Nick Krieger (@nckrieger):
If you’re in the business of reporting the news in Michigan, I have a favor to ask: Could you maybe stop referring to the Michigan Senate and Michigan House of Representatives proposals to break up and reorganize the Detroit Public Schools as “$715 million bailout” plans?
Neither the Senate plan (SB 710) nor the House plan (HB 5384) is really a “$715 million bailout” for the Detroit Public Schools. Under either plan, the state would pay the local share of Detroit’s foundation allowance. This local share is currently funded with the revenue generated by DPS’s levy of 18 operating mills on non-homestead property—currently about $71 million per year.

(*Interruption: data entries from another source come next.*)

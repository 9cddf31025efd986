//! Prometheus metrics for the goodness-of-fit service.
//!
//! # Example
//!
//! ```rust,ignore
//! use gof_api::observability::metrics::{init_metrics, metrics_handler};
//! use axum::{Router, routing::get};
//!
//! init_metrics().expect("Failed to initialize metrics");
//! let app: Router<()> = Router::new().route("/metrics", get(metrics_handler));
//! ```

use axum::{
    http::StatusCode,
    response::{IntoResponse, Response},
};
use gof_core::{DistributionKind, TestKind, TestResult};
use metrics::{counter, describe_counter, Unit};
use metrics_exporter_prometheus::{PrometheusBuilder, PrometheusHandle};
use std::sync::OnceLock;
use tracing::error;

pub const GOF_TESTS_TOTAL: &str = "gof_tests_total";
pub const DISTRIBUTION_CURVES_TOTAL: &str = "distribution_curves_total";

/// Global Prometheus handle for metrics export
static PROMETHEUS_HANDLE: OnceLock<PrometheusHandle> = OnceLock::new();

/// Installs the Prometheus recorder. Calling it again after a successful
/// install is a no-op.
pub fn init_metrics() -> Result<(), MetricsError> {
    if PROMETHEUS_HANDLE.get().is_some() {
        return Ok(());
    }

    let handle = PrometheusBuilder::new()
        .install_recorder()
        .map_err(|e| MetricsError::Installation(e.to_string()))?;

    PROMETHEUS_HANDLE
        .set(handle)
        .map_err(|_| MetricsError::Installation("Handle already set".to_string()))?;

    register_metric_descriptions();

    Ok(())
}

fn register_metric_descriptions() {
    describe_counter!(
        GOF_TESTS_TOTAL,
        Unit::Count,
        "Total number of goodness-of-fit tests run"
    );
    describe_counter!(
        DISTRIBUTION_CURVES_TOTAL,
        Unit::Count,
        "Total number of theoretical distribution curves generated"
    );
}

#[derive(Debug, thiserror::Error)]
pub enum MetricsError {
    #[error("Failed to install metrics exporter: {0}")]
    Installation(String),
}

/// Axum handler that returns Prometheus metrics in text format.
pub async fn metrics_handler() -> Response {
    match PROMETHEUS_HANDLE.get() {
        Some(handle) => (
            StatusCode::OK,
            [("content-type", "text/plain; version=0.0.4")],
            handle.render(),
        )
            .into_response(),
        None => {
            error!("Metrics handler called but metrics not initialized");
            (StatusCode::INTERNAL_SERVER_ERROR, "Metrics not initialized").into_response()
        }
    }
}

/// Helper function to increment a counter
pub fn increment_counter(metric_name: &str, labels: &[(&str, &str)]) {
    let metric_name = metric_name.to_string();
    let label_vec: Vec<(String, String)> = labels
        .iter()
        .map(|(k, v)| (k.to_string(), v.to_string()))
        .collect();
    counter!(metric_name, &label_vec).increment(1);
}

/// Domain counters recorded by the handlers.
pub struct GofMetrics;

impl GofMetrics {
    pub fn curve_generated(distribution: &str) {
        increment_counter(DISTRIBUTION_CURVES_TOTAL, &[("distribution", distribution)]);
    }

    pub fn test_completed(result: &TestResult) {
        let (test, distribution, outcome) = Self::test_labels(result);
        increment_counter(
            GOF_TESTS_TOTAL,
            &[("test", test), ("distribution", distribution), ("outcome", outcome)],
        );
    }

    /// Labels are restricted to known kinds so client input cannot grow the
    /// label set.
    pub fn test_labels(result: &TestResult) -> (&'static str, &'static str, &'static str) {
        let test = result
            .test_type
            .as_deref()
            .and_then(|t| t.parse::<TestKind>().ok())
            .map_or("unknown", |kind| kind.as_str());
        let distribution = result
            .distribution_type
            .as_deref()
            .and_then(|d| d.parse::<DistributionKind>().ok())
            .map_or("unknown", |kind| kind.as_str());
        let outcome = if result.is_computed() {
            "computed"
        } else {
            "not_computed"
        };
        (test, distribution, outcome)
    }
}
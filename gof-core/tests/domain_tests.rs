use gof_core::*;
use proptest::prelude::*;
use rstest::rstest;
use test_case::test_case;

// ===== Kind Parsing Tests =====

#[rstest]
#[case("poisson", DistributionKind::Poisson, "Poisson")]
#[case("normal", DistributionKind::Normal, "Normal")]
fn test_distribution_kind_parsing(
    #[case] raw: &str,
    #[case] expected: DistributionKind,
    #[case] display: &str,
) {
    let kind: DistributionKind = raw.parse().unwrap();
    assert_eq!(kind, expected);
    assert_eq!(kind.display_name(), display);
    assert_eq!(kind.to_string(), raw);
}

#[test_case("binomial" ; "unknown family")]
#[test_case("Poisson" ; "wrong case")]
#[test_case("" ; "empty")]
fn test_distribution_kind_rejects_unknown(raw: &str) {
    let err = raw.parse::<DistributionKind>().unwrap_err();
    assert!(matches!(err, CoreError::UnsupportedType(_)));
}

#[rstest]
#[case("chi_square", TestKind::ChiSquare)]
#[case("kolmogorov_smirnov", TestKind::KolmogorovSmirnov)]
fn test_test_kind_parsing(#[case] raw: &str, #[case] expected: TestKind) {
    assert_eq!(raw.parse::<TestKind>().unwrap(), expected);
    assert_eq!(expected.as_str(), raw);
}

#[test]
fn test_test_kind_rejects_unknown() {
    assert!(matches!(
        "anderson_darling".parse::<TestKind>(),
        Err(CoreError::UnsupportedType(_))
    ));
}

// ===== DistributionSpec Tests =====

#[test]
fn test_poisson_spec_valid() {
    let spec = DistributionSpec::poisson(2.5).unwrap();
    assert_eq!(spec.kind(), DistributionKind::Poisson);
    assert_eq!(spec.display_name(), "Poisson");
}

#[rstest]
#[case(0.0)]
#[case(-1.0)]
#[case(f64::NAN)]
#[case(f64::INFINITY)]
fn test_poisson_spec_invalid_lambda(#[case] lambda: f64) {
    let err = DistributionSpec::poisson(lambda).unwrap_err();
    match err {
        CoreError::InvalidParameter { distribution, .. } => assert_eq!(distribution, "Poisson"),
        other => panic!("Expected InvalidParameter, got {:?}", other),
    }
}

#[rstest]
#[case(0.0, 0.0)]
#[case(0.0, -2.0)]
#[case(f64::NAN, 1.0)]
#[case(1.0, f64::INFINITY)]
fn test_normal_spec_invalid(#[case] mean: f64, #[case] std_dev: f64) {
    assert!(matches!(
        DistributionSpec::normal(mean, std_dev),
        Err(CoreError::InvalidParameter { .. })
    ));
}

#[test]
fn test_parameters_resolve_poisson() {
    let params = DistributionParameters::poisson(2.5);
    let spec = params.resolve(DistributionKind::Poisson).unwrap();
    assert_eq!(spec, DistributionSpec::Poisson { lambda: 2.5 });
}

#[test]
fn test_parameters_resolve_numeric_strings() {
    let params = DistributionParameters::normal("3", " 1.5 ");
    let spec = params.resolve(DistributionKind::Normal).unwrap();
    assert_eq!(spec, DistributionSpec::Normal { mean: 3.0, std_dev: 1.5 });
}

#[test]
fn test_parameters_missing_lambda() {
    let params = DistributionParameters::normal(0.0, 1.0);
    let err = params.resolve(DistributionKind::Poisson).unwrap_err();
    assert_eq!(
        err.to_string(),
        "Invalid Poisson parameters: lambda was not provided"
    );
}

#[test]
fn test_parameters_non_numeric_std_dev() {
    let params = DistributionParameters::normal(0.0, "wide");
    let err = params.resolve(DistributionKind::Normal).unwrap_err();
    assert_eq!(err.to_string(), "Invalid Normal parameters: stdDev is not a number");
}

// ===== ObservedSeries Tests =====

#[test]
fn test_observed_series_basics() {
    let series = ObservedSeries::new(vec![3, 0, 2]).unwrap();
    assert_eq!(series.num_bins(), 3);
    assert_eq!(series.total(), 5);
    assert_eq!(series.bins().collect::<Vec<_>>(), vec![(1, 3), (2, 0), (3, 2)]);
}

#[test]
fn test_observed_series_rejects_empty() {
    assert!(matches!(ObservedSeries::new(vec![]), Err(CoreError::Validation(_))));
}

#[test]
fn test_observed_series_rejects_negative() {
    let err = ObservedSeries::from_signed(&[4, -1, 2]).unwrap_err();
    assert!(matches!(err, CoreError::Validation(_)));
}

#[test]
fn test_observed_series_rejects_overflowing_total() {
    let err = ObservedSeries::from_signed(&[i64::MAX, i64::MAX, 2]).unwrap_err();
    assert_eq!(err, CoreError::Validation(TOTAL_TOO_LARGE.to_string()));

    let err = ObservedSeries::new(vec![u64::MAX, 1]).unwrap_err();
    assert!(matches!(err, CoreError::Validation(_)));
}

#[test]
fn test_observed_series_total_at_u64_limit() {
    let series = ObservedSeries::new(vec![u64::MAX - 1, 1]).unwrap();
    assert_eq!(series.total(), u64::MAX);
}

#[test]
fn test_observed_series_zero_total_allowed() {
    let series = ObservedSeries::from_signed(&[0, 0, 0]).unwrap();
    assert_eq!(series.total(), 0);
}

// ===== PoissonBinOrigin Tests =====

#[rstest]
#[case(PoissonBinOrigin::One, 1, 1)]
#[case(PoissonBinOrigin::One, 10, 10)]
#[case(PoissonBinOrigin::Zero, 1, 0)]
#[case(PoissonBinOrigin::Zero, 10, 9)]
fn test_bin_origin_event_count(
    #[case] origin: PoissonBinOrigin,
    #[case] bin: usize,
    #[case] count: u64,
) {
    assert_eq!(origin.event_count(bin), count);
}

// ===== GroupedCategories Tests =====

#[test]
fn test_grouped_categories_totals() {
    let mut grouped = GroupedCategories::default();
    assert!(grouped.is_empty());

    grouped.push(10, 12.5);
    grouped.push(3, 4.0);

    assert_eq!(grouped.len(), 2);
    assert_eq!(grouped.total_observed(), 13);
    assert!((grouped.total_expected() - 16.5).abs() < 1e-12);
    assert_eq!(grouped.below_threshold(5.0), 1);
}

// ===== TestResult Tests =====

#[test]
fn test_result_defaults_to_failure_shape() {
    let result = TestResult::new(Some("chi_square".into()), None);
    assert!(!result.is_computed());
    assert_eq!(result.conclusion, DEFAULT_CONCLUSION);
    assert!(result.details.is_empty());
}

#[test]
fn test_result_record_rounds_to_four_decimals() {
    let mut result = TestResult::new(None, None);
    result.record(12.345_678, 0.000_049);

    assert_eq!(result.statistic, Some(12.3457));
    assert_eq!(result.p_value, Some(0.0));
    assert!(result.is_computed());
}

#[test]
fn test_round_to() {
    assert_eq!(round_to(0.123_45, 2), 0.12);
    assert_eq!(round_to(1.0 / 3.0, 4), 0.3333);
}

// ===== Settings Tests =====

#[test]
fn test_default_settings_are_valid() {
    let settings = AnalysisSettings::default().validated().unwrap();
    assert_eq!(settings.significance_level, 0.05);
    assert_eq!(settings.min_expected_frequency, 5.0);
    assert_eq!(settings.poisson_bin_origin, PoissonBinOrigin::One);
}

#[test]
fn test_settings_reject_bad_alpha() {
    let settings = AnalysisSettings {
        significance_level: 1.5,
        ..AnalysisSettings::default()
    };
    assert!(matches!(settings.validated(), Err(CoreError::Validation(_))));
}

// ===== Property-based Tests =====

proptest! {
    #[test]
    fn test_series_total_matches_sum(counts in prop::collection::vec(0u64..10_000, 1..20)) {
        let expected: u64 = counts.iter().sum();
        let series = ObservedSeries::new(counts).unwrap();
        prop_assert_eq!(series.total(), expected);
    }

    #[test]
    fn test_positive_lambda_always_valid(lambda in 1e-6f64..1e6) {
        prop_assert!(DistributionSpec::poisson(lambda).is_ok());
    }
}
use serde::{Deserialize, Serialize};
use validator::Validate;

use crate::error::Result;

/// How an observed bin maps onto a Poisson event count.
#[derive(Debug, Clone, Copy, Default, Serialize, Deserialize, PartialEq, Eq, Hash)]
#[serde(rename_all = "lowercase")]
pub enum PoissonBinOrigin {
    /// Bin `i` counts `i` events.
    #[default]
    One,
    /// Bin `i` counts `i - 1` events.
    Zero,
}

impl PoissonBinOrigin {
    /// Event count represented by the 1-based `bin`.
    pub fn event_count(self, bin: usize) -> u64 {
        match self {
            PoissonBinOrigin::One => bin as u64,
            PoissonBinOrigin::Zero => bin.saturating_sub(1) as u64,
        }
    }
}

#[derive(Debug, Clone, Serialize, Deserialize, PartialEq, Validate)]
#[serde(default)]
pub struct AnalysisSettings {
    /// Alpha used to reject the null hypothesis.
    #[validate(range(exclusive_min = 0.0, exclusive_max = 1.0))]
    pub significance_level: f64,
    /// Minimum expected count per Chi-square category.
    #[validate(range(min = 0.0))]
    pub min_expected_frequency: f64,
    pub poisson_bin_origin: PoissonBinOrigin,
    /// Upper bound on the synthetic Kolmogorov-Smirnov sample.
    #[validate(range(min = 1))]
    pub max_observations: u64,
    /// Largest sample for which the exact Kolmogorov distribution is used.
    #[validate(range(min = 1))]
    pub ks_exact_max_sample: u64,
    #[validate(range(min = 2))]
    pub normal_curve_points: usize,
    pub poisson_curve_min_k: u64,
    /// Largest number of points a generated curve may hold.
    #[validate(range(min = 2))]
    pub max_curve_points: usize,
}

impl Default for AnalysisSettings {
    fn default() -> Self {
        Self {
            significance_level: 0.05,
            min_expected_frequency: 5.0,
            poisson_bin_origin: PoissonBinOrigin::One,
            max_observations: 100_000,
            ks_exact_max_sample: 1_000,
            normal_curve_points: 101,
            poisson_curve_min_k: 15,
            max_curve_points: 10_000,
        }
    }
}

impl AnalysisSettings {
    pub fn validated(self) -> Result<Self> {
        self.validate()?;
        Ok(self)
    }
}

Under either legislative proposal, the authority to levy the 18-mill school operating tax would shift to the qualifying district (the “Old DPS”), which would use the property-tax revenue to pay down the district’s operating debt of $715 million ($515 million in current operating debt plus at least another $200 million in bonded debt that the district would be forced to assume under the legislation). Neither plan would appropriate a dime from the state treasury to pay down any of this debt.
Because the local portion of the district’s foundation allowance is presently about $71 million per year, it’s convenient to think of the legislation as eventually costing the state $715 million over 10 years. But remember that the total amount required to satisfy the local portion of Detroit’s foundation allowance would fluctuate with enrollment, and may well decrease in future years. In other words, while the state would pay $71 million in the first year, there is no guarantee that this would continue for 10 years. It is merely a coincidence that the local share of the district’s foundation allowance, presently $71 million, is approximately equal to 10 percent of the total operating debt of $715 million that the Old DPS would be required to pay off under the bills.
In sum, although both plans would certainly provide state funding to satisfy the local portion of the Detroit foundation allowance, it is far from certain that the state would actually end up paying $715 million to DPS.